The decision to D or R is really yours. No one would hold it against you no matter which way you choose to go. I said before that those of us reading the Forum don't have the full picture by any means. But I do think, from what I have read, that you're WS is showing signs of actual remorse. That doesn't mean you have to R but I do think it is a window of opportunity that many people do not receive this quickly after D-Day. And many people never receive it at all.

Remorse is a necessary ingredient for R. Seeing it early is a sign of potential success for R. Something to consider, at least.


Krieger posted 8/3/2019 13:13 PM

You have to discuss staying sober, as it has to be first and foremost in saving the marriage, the best thing for your daughter and the best thing for you. I don't think that it is why she cheating, as this was something that she did to make herself feel good.

I believe that most relationships can be saved if both parties work to fix the relationship. What you have to decide is that really what you want. This is not a right or wrong decision, it is subjective. Some people can forgive and immediately work to save the relationship, while other are one and done. You have to decide where you fall, if you will never be able to get over the betrayal, then you need to work to co-parent separately.

This doesn't mean you won't have emotional ups and downs, that is a rollercoaster you are going to ride for awhile.

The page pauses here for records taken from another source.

//! Configuration loading and management.

use std::fmt;
use std::path::{Path, PathBuf};
use std::time::Duration;

use figment::Figment;
use figment::providers::{Env, Format, Serialized, Toml};
use serde::{Deserialize, Serialize};
use wl_core::{AnomalyPolicy, HourlyRate};

/// Application configuration.
#[derive(Clone, Serialize, Deserialize)]
pub struct Config {
    /// OAuth access token for the Google Calendar API.
    #[serde(default, skip_serializing_if = "Option::is_none")]
    pub access_token: Option<String>,

    /// Base URL of the Google Calendar v3 API.
    pub api_base_url: String,

    /// Default hourly rate when `--rate` is not given.
    #[serde(default, skip_serializing_if = "Option::is_none")]
    pub hourly_rate: Option<HourlyRate>,

    /// Default policy for events that end before they start.
    #[serde(default)]
    pub on_anomaly: AnomalyPolicy,

    /// Per-request HTTP timeout in seconds.
    pub request_timeout_secs: u64,
}

impl fmt::Debug for Config {
    fn fmt(&self, f: &mut fmt::Formatter<'_>) -> fmt::Result {
        f.debug_struct("Config")
            .field(
                "access_token",
                &self.access_token.as_ref().map(|_| "[REDACTED]"),
            )
            .field("api_base_url", &self.api_base_url)
            .field("hourly_rate", &self.hourly_rate)
            .field("on_anomaly", &self.on_anomaly)
            .field("request_timeout_secs", &self.request_timeout_secs)
            .finish()
    }
}

impl Default for Config {
    fn default() -> Self {
        Self {
            access_token: None,
            api_base_url: wl_gcal::GOOGLE_CALENDAR_API_BASE.to_string(),
            hourly_rate: None,
            on_anomaly: AnomalyPolicy::default(),
            request_timeout_secs: wl_gcal::DEFAULT_TIMEOUT.as_secs(),
        }
    }
}

impl Config {
    /// Loads configuration, optionally from a specific file.
    #[expect(
        clippy::result_large_err,
        reason = "figment::Error is large but only returned at startup"
    )]
    pub fn load_from(config_path: Option<&Path>) -> Result<Self, figment::Error> {
        let mut figment = Figment::from(Serialized::defaults(Self::default()));

        // Load from default config location
        if let Some(config_dir) = dirs_config_path() {
            figment = figment.merge(Toml::file(config_dir.join("config.toml")));
        }

        // Load from specified config file
        if let Some(path) = config_path {
            figment = figment.merge(Toml::file(path));
        }

        // Load from environment variables (WL_*)
        figment = figment.merge(Env::prefixed("WL_"));

        figment.extract()
    }

    /// Returns the access token, or an error naming where to set it.
    pub fn require_access_token(&self) -> anyhow::Result<&str> {
        self.access_token
            .as_deref()
            .map(str::trim)
            .filter(|token| !token.is_empty())
            .ok_or_else(|| {
                anyhow::anyhow!(
                    "missing Google Calendar access token (set WL_ACCESS_TOKEN or config.toml)"
                )
            })
    }

    pub const fn request_timeout(&self) -> Duration {
        Duration::from_secs(self.request_timeout_secs)
    }
}

/// Returns the platform-specific config directory for wl.
///
/// On Linux: `~/.config/wl`
pub fn dirs_config_path() -> Option<PathBuf> {
    dirs::config_dir().map(|p| p.join("wl"))
}

#[cfg(test)]
mod tests {
    use std::io::Write;

    use tempfile::NamedTempFile;

    use super::*;

    #[test]
    fn test_dirs_config_path_ends_with_wl() {
        let path = dirs_config_path().unwrap();
        assert_eq!(path.file_name().unwrap(), "wl");
    }

    #[test]
    fn test_default_config_targets_google() {
        let config = Config::default();
        assert_eq!(config.api_base_url, "https://www.googleapis.com/calendar/v3");
        assert_eq!(config.on_anomaly, AnomalyPolicy::Clamp);
        assert!(config.access_token.is_none());
        assert!(config.hourly_rate.is_none());
    }

    #[test]
    fn test_config_file_values_are_loaded() {
        let mut file = NamedTempFile::new().unwrap();
        writeln!(
            file,
            r#"
access_token = "ya29.file-token"
api_base_url = "http://127.0.0.1:9999"
hourly_rate = 42.5
on_anomaly = "abort"
request_timeout_secs = 5
"#
        )
        .unwrap();

        let config = Config::load_from(Some(file.path())).unwrap();
        assert_eq!(config.access_token.as_deref(), Some("ya29.file-token"));
        assert_eq!(config.api_base_url, "http://127.0.0.1:9999");
        assert_eq!(config.hourly_rate.map(HourlyRate::value), Some(42.5));
        assert_eq!(config.on_anomaly, AnomalyPolicy::Abort);
        assert_eq!(config.request_timeout(), Duration::from_secs(5));
    }

    #[test]
    fn test_negative_rate_in_config_is_rejected() {
        let mut file = NamedTempFile::new().unwrap();
        writeln!(file, "hourly_rate = -10.0").unwrap();
        assert!(Config::load_from(Some(file.path())).is_err());
    }

    #[test]
    fn test_debug_redacts_access_token() {
        let config = Config {
            access_token: Some("ya29.secret".to_string()),
            ..Config::default()
        };
        let debug = format!("{config:?}");
        assert!(!debug.contains("ya29.secret"));
        assert!(debug.contains("[REDACTED]"));
    }

    #[test]
    fn test_blank_access_token_is_missing() {
        let config = Config {
            access_token: Some("   ".to_string()),
            ..Config::default()
        };
        assert!(config.require_access_token().is_err());
    }
}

Just understand that it is going to happen. Emotions seem to be running very high, so I suggest that you not discuss it everyday. Also play days for healing that have nothing to do the betrayal but to remind yourselves why you got together in the beginning.

Neanderthal posted 8/3/2019 14:09 PM

She gave me the timeline. I made her read it to me. A seven month affair only took her 1.5 pages to write down. She didn't write down any new details, but i grilled her and she admitted a few more things. But she still says they only had sex once. Obviously i don't believe her.

She downplayed or minimized her actions multiple times.
For example: He went down on me but it didn't feel good. I stopped him. I went down on him for a couple minutes.

She wrote how awkward is was, but that didn't stop her from trying different positions over a long period of time that night. She's so full of it. She loved all of it.

As i'm writing this the OBS just texted me. She says her WH has Herpes! fuck me!

Her meeting with the principle is on Monday. Ill probably go, hold her hand and act as a team. Maybe even ask them to give her another chance.

Neanderthal posted 8/3/2019 14:16 PM

You are not under any deadlines here

I think i disagree. while the pain and trauma is fresh. That's when i should decide if she worth my effort.

Do people regret trying to reconcile?
Do people ever regret not trying to reconcile?

Murkywaters posted 8/3/2019 14:18 PM

I'll never understand why WS's want to act like they hated everything they were doing but just couldn't stop. Like we're all supposed to believe they under some sort magic spell or mind control. It seems like the least she could do is treat you like an adult.

F'n herpes, holy shit, I hope you dodged that bullet. That's enough to send someone over the edge.